Now with that said I'm not going to dive into the technical merits of Royal Purple versus Mobil One versus Castrol versus Pennzane versus Amsoil versus...

I guess it comes down to how much you want to spend and if you care about the warranty from the General. If you can shell out $10 a quart every 3K miles than it's your call. If you can shell out $4 a quart every 3K miles than it's your call.

No matter what you decide you should follow what the General recommends. One more point - if you bought an extended service plan, don't mess around. If you don't follow the service intervals as recommended in the manual you wasted a whole lot of money.

Just my two cents.
 
VERY GOOD POINTS Chief.....but.....I'm curious.... ???

How are they gonna know WHAT oil schedule change routine you go by, especially if you change it yourself, like many of us do?

The warranty does not specify "keep records of all oil changes and which dealership did the change" does it?

Are they going to go by what you write into the owner's manual in the maintenance records section?

This is not sarcasm - I am GENUINELY interested in how they could use any record keeping of oil change frequency to void a warranty..... ???

Thanks.........
 
Let's just take into account that all vendors have the best on the market and if not the exact product you want, thier's is "better" than the one you needed ;D
 
I change my oil when my computer center tells me too. So far, 5300 miles and 9300 miles. I have kept both my receipts and even the one for my rotation of tires. And most of you guys probably think..."paid someone to rotate tires?" It was the best $16.95 I have ever spent! Especially since this is the first automobile I have ever changed the oil twice in 6 months...and first automobile I have ever rotated tires on. I plan on keeping my Avalanche in tip top condition...with paying for it! Not to mention...I will be getting her detailed in the spring by a detail shop!
 
In a recent Hot Rod 383 build-up they dyno tested the engine before and after changing to Royal Purple synthetic and reproducably gained about 7 hp and 10 ft-lb of torque. That's as much as the typical cat-back switch improvement. This engine was roughly in the same hp class as the 8.1
 
There are very few published data about this subject for some reason. I will try to find out why that is true.

Here are some comparisons:

http://www.knowyouroil.com/ohio/dyno.htm

http://www.pecuniary.com/newsletters/20w50test.html

http://www.technilube.com/sections/test/torco.html

http://www.georgenitta.com/oiltest_oils.htm

That last one shows Amsoil as performing the WORST of the five tested oils -but the test is kinda goofy. I don't think it represents what really happens in a combustion engine.

Laterz
 
That last test was one I did in college for testing the hydrodynamic oil bearing principle.

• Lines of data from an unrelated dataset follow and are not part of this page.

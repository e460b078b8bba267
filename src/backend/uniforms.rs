//! Named uniforms and their WGSL memory layout
//!
//! Every program declares a [`UniformLayout`]: the scalar fields of one uniform
//! block (bound at binding 0) plus any number of storage arrays (bindings 1..).
//! Uniforms are addressed by name, e.g. `uMatrices.world` for a block field or
//! `uLights.point[3].position` for a field of an array element. Array lengths
//! follow a block field named by the array's count uniform.
//!
//! Offsets follow the WGSL host-shareable layout rules, so a flat WGSL struct
//! declared with the same fields in the same order matches byte for byte.

use glam::{Mat4, Vec2, Vec3, Vec4};
use std::collections::HashMap;

/// Value of a single uniform
#[derive(Debug, Clone, Copy, PartialEq)]
pub enum UniformValue {
    Bool(bool),
    Int(i32),
    UInt(u32),
    Float(f32),
    Vec2(Vec2),
    Vec3(Vec3),
    Vec4(Vec4),
    Mat4(Mat4),
}

impl UniformValue {
    pub fn ty(&self) -> UniformType {
        match self {
            UniformValue::Bool(_) => UniformType::Bool,
            UniformValue::Int(_) => UniformType::Int,
            UniformValue::UInt(_) => UniformType::UInt,
            UniformValue::Float(_) => UniformType::Float,
            UniformValue::Vec2(_) => UniformType::Vec2,
            UniformValue::Vec3(_) => UniformType::Vec3,
            UniformValue::Vec4(_) => UniformType::Vec4,
            UniformValue::Mat4(_) => UniformType::Mat4,
        }
    }

    pub fn as_bool(&self) -> Option<bool> {
        match self {
            UniformValue::Bool(v) => Some(*v),
            _ => None,
        }
    }

    pub fn as_uint(&self) -> Option<u32> {
        match self {
            UniformValue::UInt(v) => Some(*v),
            _ => None,
        }
    }

    pub fn as_vec4(&self) -> Option<Vec4> {
        match self {
            UniformValue::Vec4(v) => Some(*v),
            _ => None,
        }
    }

    pub fn as_mat4(&self) -> Option<Mat4> {
        match self {
            UniformValue::Mat4(v) => Some(*v),
            _ => None,
        }
    }

    /// Write the value at `offset`; booleans are stored as `u32`
    fn write(&self, dst: &mut [u8], offset: usize) {
        let bytes: Vec<u8> = match self {
            UniformValue::Bool(v) => u32::from(*v).to_le_bytes().to_vec(),
            UniformValue::Int(v) => v.to_le_bytes().to_vec(),
            UniformValue::UInt(v) => v.to_le_bytes().to_vec(),
            UniformValue::Float(v) => v.to_le_bytes().to_vec(),
            UniformValue::Vec2(v) => bytemuck::cast_slice(&v.to_array()).to_vec(),
            UniformValue::Vec3(v) => bytemuck::cast_slice(&v.to_array()).to_vec(),
            UniformValue::Vec4(v) => bytemuck::cast_slice(&v.to_array()).to_vec(),
            UniformValue::Mat4(v) => bytemuck::cast_slice(&v.to_cols_array()).to_vec(),
        };
        dst[offset..offset + bytes.len()].copy_from_slice(&bytes);
    }
}

impl From<bool> for UniformValue {
    fn from(v: bool) -> Self {
        UniformValue::Bool(v)
    }
}

impl From<u32> for UniformValue {
    fn from(v: u32) -> Self {
        UniformValue::UInt(v)
    }
}

impl From<i32> for UniformValue {
    fn from(v: i32) -> Self {
        UniformValue::Int(v)
    }
}

impl From<f32> for UniformValue {
    fn from(v: f32) -> Self {
        UniformValue::Float(v)
    }
}

impl From<Vec2> for UniformValue {
    fn from(v: Vec2) -> Self {
        UniformValue::Vec2(v)
    }
}

impl From<Vec3> for UniformValue {
    fn from(v: Vec3) -> Self {
        UniformValue::Vec3(v)
    }
}

impl From<Vec4> for UniformValue {
    fn from(v: Vec4) -> Self {
        UniformValue::Vec4(v)
    }
}

impl From<Mat4> for UniformValue {
    fn from(v: Mat4) -> Self {
        UniformValue::Mat4(v)
    }
}

/// Shader-side type of a uniform
#[derive(Debug, Clone, Copy, PartialEq, Eq)]
pub enum UniformType {
    Bool,
    Int,
    UInt,
    Float,
    Vec2,
    Vec3,
    Vec4,
    Mat4,
}

impl UniformType {
    pub fn align(&self) -> usize {
        match self {
            UniformType::Bool | UniformType::Int | UniformType::UInt | UniformType::Float => 4,
            UniformType::Vec2 => 8,
            UniformType::Vec3 | UniformType::Vec4 | UniformType::Mat4 => 16,
        }
    }

    pub fn size(&self) -> usize {
        match self {
            UniformType::Bool | UniformType::Int | UniformType::UInt | UniformType::Float => 4,
            UniformType::Vec2 => 8,
            UniformType::Vec3 => 12,
            UniformType::Vec4 => 16,
            UniformType::Mat4 => 64,
        }
    }
}

fn round_up(value: usize, align: usize) -> usize {
    value.div_ceil(align) * align
}

/// A field placed inside a struct
#[derive(Debug, Clone)]
pub struct UniformField {
    pub name: String,
    pub ty: UniformType,
    pub offset: usize,
}

/// Struct layout computed with WGSL alignment rules
#[derive(Debug, Clone, Default)]
pub struct StructLayout {
    fields: Vec<UniformField>,
    size: usize,
    align: usize,
}

impl StructLayout {
    fn push(&mut self, name: &str, ty: UniformType) {
        let end = self.fields.last().map_or(0, |f| f.offset + f.ty.size());
        let offset = round_up(end, ty.align());
        self.align = self.align.max(ty.align());
        self.size = round_up(offset + ty.size(), self.align);
        self.fields.push(UniformField {
            name: name.to_string(),
            ty,
            offset,
        });
    }

    pub fn field(&self, name: &str) -> Option<&UniformField> {
        self.fields.iter().find(|f| f.name == name)
    }

    pub fn fields(&self) -> &[UniformField] {
        &self.fields
    }

    /// Struct size, which is also the array stride of the struct
    pub fn size(&self) -> usize {
        self.size
    }

    pub fn is_empty(&self) -> bool {
        self.fields.is_empty()
    }
}

/// A runtime-sized storage array of structs
#[derive(Debug, Clone)]
pub struct ArrayLayout {
    pub prefix: String,
    pub count_uniform: String,
    pub element: StructLayout,
}

/// Resolved location of a named uniform
#[derive(Debug, Clone, Copy, PartialEq, Eq)]
pub enum UniformSlot {
    Block { offset: usize, ty: UniformType },
    Array {
        array: usize,
        index: usize,
        offset: usize,
        ty: UniformType,
    },
}

impl UniformSlot {
    pub fn ty(&self) -> UniformType {
        match self {
            UniformSlot::Block { ty, .. } | UniformSlot::Array { ty, .. } => *ty,
        }
    }
}

/// Uniform layout of a program
#[derive(Debug, Clone, Default)]
pub struct UniformLayout {
    block: StructLayout,
    arrays: Vec<ArrayLayout>,
}

impl UniformLayout {
    pub fn builder() -> UniformLayoutBuilder {
        UniformLayoutBuilder::default()
    }

    pub fn block(&self) -> &StructLayout {
        &self.block
    }

    pub fn arrays(&self) -> &[ArrayLayout] {
        &self.arrays
    }

    /// Resolve a uniform name to its location
    pub fn resolve(&self, name: &str) -> Option<UniformSlot> {
        if let Some(field) = self.block.field(name) {
            return Some(UniformSlot::Block {
                offset: field.offset,
                ty: field.ty,
            });
        }

        let (prefix, rest) = name.split_once('[')?;
        let (index, field_name) = rest.split_once("].")?;
        let index: usize = index.parse().ok()?;
        let (array, layout) = self
            .arrays
            .iter()
            .enumerate()
            .find(|(_, a)| a.prefix == prefix)?;
        let field = layout.element.field(field_name)?;
        Some(UniformSlot::Array {
            array,
            index,
            offset: index * layout.element.size() + field.offset,
            ty: field.ty,
        })
    }

    /// Pack a set of values into the block and array buffers.
    ///
    /// Each array buffer holds as many elements as its count uniform says,
    /// never fewer than one. Elements past the count are dropped.
    pub fn pack(&self, values: &HashMap<String, UniformValue>) -> PackedUniforms {
        let mut block = vec![0u8; self.block.size()];

        let counts: Vec<usize> = self
            .arrays
            .iter()
            .map(|a| match values.get(&a.count_uniform) {
                Some(UniformValue::UInt(n)) => *n as usize,
                Some(UniformValue::Int(n)) => (*n).max(0) as usize,
                _ => 0,
            })
            .collect();
        let mut arrays: Vec<Vec<u8>> = self
            .arrays
            .iter()
            .zip(&counts)
            .map(|(a, count)| vec![0u8; a.element.size() * (*count).max(1)])
            .collect();

        for (name, value) in values {
            match self.resolve(name) {
                Some(UniformSlot::Block { offset, ty }) if ty == value.ty() => {
                    value.write(&mut block, offset);
                }
                Some(UniformSlot::Array {
                    array,
                    index,
                    offset,
                    ty,
                }) if ty == value.ty() && index < counts[array] => {
                    value.write(&mut arrays[array], offset);
                }
                _ => {}
            }
        }

        PackedUniforms { block, arrays }
    }
}

/// Builder for [`UniformLayout`]
#[derive(Debug, Default)]
pub struct UniformLayoutBuilder {
    layout: UniformLayout,
}

impl UniformLayoutBuilder {
    pub fn field(mut self, name: &str, ty: UniformType) -> Self {
        self.layout.block.push(name, ty);
        self
    }

    /// Declare a storage array whose length is read from `count_uniform`.
    ///
    /// The count uniform is added to the block as a `u32` field if it is not
    /// declared yet.
    pub fn array(mut self, prefix: &str, count_uniform: &str, fields: &[(&str, UniformType)]) -> Self {
        if self.layout.block.field(count_uniform).is_none() {
            self.layout.block.push(count_uniform, UniformType::UInt);
        }
        let mut element = StructLayout::default();
        for (name, ty) in fields {
            element.push(name, *ty);
        }
        self.layout.arrays.push(ArrayLayout {
            prefix: prefix.to_string(),
            count_uniform: count_uniform.to_string(),
            element,
        });
        self
    }

    pub fn build(self) -> UniformLayout {
        self.layout
    }
}

/// Packed uniform bytes for one draw
#[derive(Debug, Clone)]
pub struct PackedUniforms {
    pub block: Vec<u8>,
    pub arrays: Vec<Vec<u8>>,
}

/// Current uniform values of one program
#[derive(Debug, Clone, Default)]
pub struct ProgramUniforms {
    layout: UniformLayout,
    values: HashMap<String, UniformValue>,
}

impl ProgramUniforms {
    pub fn new(layout: UniformLayout) -> Self {
        Self {
            layout,
            values: HashMap::new(),
        }
    }

    pub fn layout(&self) -> &UniformLayout {
        &self.layout
    }

    pub fn values(&self) -> &HashMap<String, UniformValue> {
        &self.values
    }

    /// Store a value; names the layout does not know are ignored
    pub fn set(&mut self, name: &str, value: UniformValue) {
        match self.layout.resolve(name) {
            Some(slot) if slot.ty() == value.ty() => {
                self.values.insert(name.to_string(), value);
            }
            Some(slot) => {
                log::warn!(
                    "Uniform '{}' expects {:?}, got {:?}; ignored",
                    name,
                    slot.ty(),
                    value.ty()
                );
            }
            None => {
                log::trace!("Uniform '{}' is not used by the program", name);
            }
        }
    }

    pub fn get(&self, name: &str) -> Option<UniformValue> {
        self.values.get(name).copied()
    }

    pub fn pack(&self) -> PackedUniforms {
        self.layout.pack(&self.values)
    }
}

#[cfg(test)]
mod tests {
    use super::*;

    fn light_layout() -> UniformLayout {
        UniformLayout::builder()
            .field("uCamera.position", UniformType::Vec3)
            .array(
                "uLights.directional",
                "uLights.directionalCount",
                &[
                    ("base.color", UniformType::Vec3),
                    ("base.intensity", UniformType::Float),
                    ("direction", UniformType::Vec3),
                ],
            )
            .array(
                "uLights.spot",
                "uLights.spotCount",
                &[
                    ("base.color", UniformType::Vec3),
                    ("base.intensity", UniformType::Float),
                    ("position", UniformType::Vec3),
                    ("radius", UniformType::Float),
                    ("direction", UniformType::Vec3),
                    ("cutOff", UniformType::Float),
                    ("outerCutOff", UniformType::Float),
                ],
            )
            .build()
    }

    #[test]
    fn test_block_offsets_follow_wgsl_rules() {
        let layout = UniformLayout::builder()
            .field("a", UniformType::Float)
            .field("b", UniformType::Vec3)
            .field("c", UniformType::Float)
            .field("d", UniformType::Mat4)
            .field("e", UniformType::Bool)
            .build();
        let offsets: Vec<usize> = layout.block().fields().iter().map(|f| f.offset).collect();
        assert_eq!(offsets, vec![0, 16, 28, 32, 96]);
        assert_eq!(layout.block().size(), 112);
    }

    #[test]
    fn test_array_strides() {
        let layout = light_layout();
        assert_eq!(layout.arrays()[0].element.size(), 32);
        assert_eq!(layout.arrays()[1].element.size(), 64);
        // count uniforms were appended to the block
        assert!(layout.block().field("uLights.directionalCount").is_some());
        assert!(layout.block().field("uLights.spotCount").is_some());
    }

    #[test]
    fn test_resolve_array_element() {
        let layout = light_layout();
        let slot = layout.resolve("uLights.spot[2].cutOff").unwrap();
        assert_eq!(
            slot,
            UniformSlot::Array {
                array: 1,
                index: 2,
                offset: 2 * 64 + 44,
                ty: UniformType::Float
            }
        );
        assert!(layout.resolve("uLights.spot[2].missing").is_none());
        assert!(layout.resolve("uLights.area[0].position").is_none());
        assert!(layout.resolve("uUnknown").is_none());
    }

    #[test]
    fn test_pack_sizes_arrays_to_count() {
        let layout = light_layout();
        let mut uniforms = ProgramUniforms::new(layout);
        uniforms.set("uLights.directionalCount", UniformValue::UInt(3));
        uniforms.set("uLights.directional[1].base.intensity", UniformValue::Float(2.5));
        uniforms.set("uLights.spot[0].radius", UniformValue::Float(4.0));

        let packed = uniforms.pack();
        assert_eq!(packed.arrays[0].len(), 3 * 32);
        // spot count unset: one zeroed element, value beyond the count dropped
        assert_eq!(packed.arrays[1].len(), 64);
        assert!(packed.arrays[1].iter().all(|b| *b == 0));

        let at = 32 + 12;
        let intensity = f32::from_le_bytes(packed.arrays[0][at..at + 4].try_into().unwrap());
        assert_eq!(intensity, 2.5);
    }

    #[test]
    fn test_mismatched_type_is_ignored() {
        let mut uniforms = ProgramUniforms::new(light_layout());
        uniforms.set("uCamera.position", UniformValue::Float(1.0));
        assert!(uniforms.get("uCamera.position").is_none());
        uniforms.set("uCamera.position", UniformValue::Vec3(Vec3::ONE));
        assert_eq!(uniforms.get("uCamera.position"), Some(UniformValue::Vec3(Vec3::ONE)));
    }
}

IT simulates your main bearings. I am not sure of his protocol since he just showed pics but the test machine is standard equipment in college's for these tests.
 
I just bought the Motor Oil Bible for $9.80 online, and there is a direct comparo of TONS of oils.

The 5W-30 group shows the Amsoil 5W30 and the Amsoil S3000 at the top of the scoring with 703 and 697 points respectively. Mobil 1 Tri-synth scored 682 points which tied it for seventh place.

The highest score on the HUGE test board belonged to the Mobil 1 10w40 MX4T motorcycle oil, which scored a 716.

Royal Purple did not score too well in ANY viscosity rating. Red Line did much better than R.P.

I don't know how to insert a pic or I would put the chart on this post for all to see.

Laterz
 
OK - I have a printed version of the Motor Oil Bible - It is VERY pro-synthetic and provides good reasons.

After reading through a couple of sections, I can tell you right now I will NEVER use petro oil after the break-in period for any vehicle I buy from this point forward.

Send your oil questions my way........

Laterz.........
 
Hey LAR who was the author and who do they work for?